On these highly politicized topics, scientists need to stop thinking that technical knowledge, alone, suffices to drive decision-making or change minds. That's simply not how the media works, or how the public perceives and processes information. The article (which I'll post as soon as available) ends with this coda:
Some readers may consider our proposals too Orwellian, preferring the traditional model of safely sticking to the facts. Yet scientists must realize that these facts will be repeatedly misapplied and twisted in direct proportion to their relevance to the political debate and decision-making. In short, as unnatural as it might feel, in many cases, scientists should strategically avoid emphasizing the technical details of science when trying to defend it.
I would be curious as to how scientists might “frame” some “hot button” issues in autism: As the back-and-forth in the comments on a post about David Kirby and Autism Speaks, facts and research studies can be cited, but people's beliefs are not so easily swayed. What are vaccines and chelation but “highly politicized topics” in autism circles? How might a scientist refute such theories and treatments by “strategically avoid[ing] emphasizing the technical details of science”; by translating technical knowledge with an eye to the fact that this alone does not “drive decision-making or change minds”? It needs to be recognized that, when it comes to understanding autism, parents do not rely on facts and evidence and science alone; that emotions—however much acknowledged, or not—play a huge role. Thus, for instance, did Wright-Hildebrand say on Oprah:
“This is the national health crisis of our time……..This is bigger than AIDS. This is bigger than breast cancer, and almost no attention seems to be paid to it.”

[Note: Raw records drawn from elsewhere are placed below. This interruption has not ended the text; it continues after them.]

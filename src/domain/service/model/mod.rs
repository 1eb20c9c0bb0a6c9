pub mod lifecycle;
pub mod service_spec;

pub use lifecycle::{AuditEvent, LifecycleAction};
pub use service_spec::{RegistryCredential, ServiceMode, ServiceSpec};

The evidence of a multitude of autism organizations, books, blogs, academic journals, conferences, etc., etc., etc., would suggest that attention has been paid to autism, and certainly since autism entered Wright-Hildebrand's life in the past few years. But I know what she means: When you are the mother of an autistic child who is having a moment on the sidewalk, and strangers are staring at you without compassion and understanding, you can feel very alone. Very, very alone, despite the evidence to the contrary that—now that there are more autistic children than ever (1 in 150, 1 in 94 here in New Jersey where I live)—-there must be more parents or aunts or uncles or grandparents or teachers or therapists or aides or bus drivers or piano teachers, etc., of autistic children everywhere.

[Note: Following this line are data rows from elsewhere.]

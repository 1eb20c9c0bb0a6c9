mod api;
mod app_state;
mod config;
mod core;
mod domain;
mod errors;
mod logging;
mod routes;

use anyhow::{Context, Result};
use tokio::net::TcpListener;
use tracing::info;

use crate::app_state::build_app_state;
use crate::config::AppConfig;
use crate::routes::app_router;

#[tokio::main]
async fn main() -> Result<()> {
    let config = AppConfig::from_env()?;
    let _log_guard = logging::init_logging(&config.log_dir)?;

    info!("Starting swarmdeck-core {}", env!("CARGO_PKG_VERSION"));
    info!("Registry records from {}", config.registry_file().display());

    let state = build_app_state(&config)?;
    let app = app_router(state);

    let listener = TcpListener::bind(config.bind_addr)
        .await
        .with_context(|| format!("Failed to bind {}", config.bind_addr))?;
    info!("Listening on {}", config.bind_addr);

    axum::serve(listener, app)
        .with_graceful_shutdown(shutdown_signal())
        .await
        .context("HTTP server failed")?;

    info!("Shut down cleanly");
    Ok(())
}

async fn shutdown_signal() {
    if let Err(e) = tokio::signal::ctrl_c().await {
        tracing::error!("Failed to listen for shutdown signal: {}", e);
        std::future::pending::<()>().await;
    }
    info!("Shutdown signal received");
}
pub mod model;
pub mod registry;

And with so much autism everywhere—so many more autistic persons accounted for and visible—I do hope that Oprah might present another show on the “many faces of autism,” and perhaps with faces other than appeared on this week's show (of autistic adults?), and with perspectives about life with autism that emphasize not the “crisis”—not the darkness—but the light. I have seen the Autism Every Day video that was shown on Oprah more than a few times as it has been viewable on Autism Speaks's website for the past several months; I would much like to know how the children in that original video are doing now, especially as regards their education. What kind of schools do they attend? What have they learned? What have they struggled with? What works best?
I guess I am being a bit selfish here; I am curious as to the children's educatio as, since “the video” appeared, my son has had four different teachers and been in four different classrooms. He is now thriving and, if anything, a bit nervous that there is no school today, April 6th, as it is a religious holiday. He is also nearing his last month of being 9 years old, as my son Charlie will turn 10 on May 15th and, as he has gotten older, we have gradually relinquished more of the biomedical sort of “treatments” in favor of his education and in loving, unconditional acceptance of the lovely boy that he is; the boy who, on a walk with snow flurries this afternoon, said “Mom” and held my hand.
My family lives with autism, and life is good. With words and without, Charlie speaks often–speaks now—to me, and this is autism speaking, now.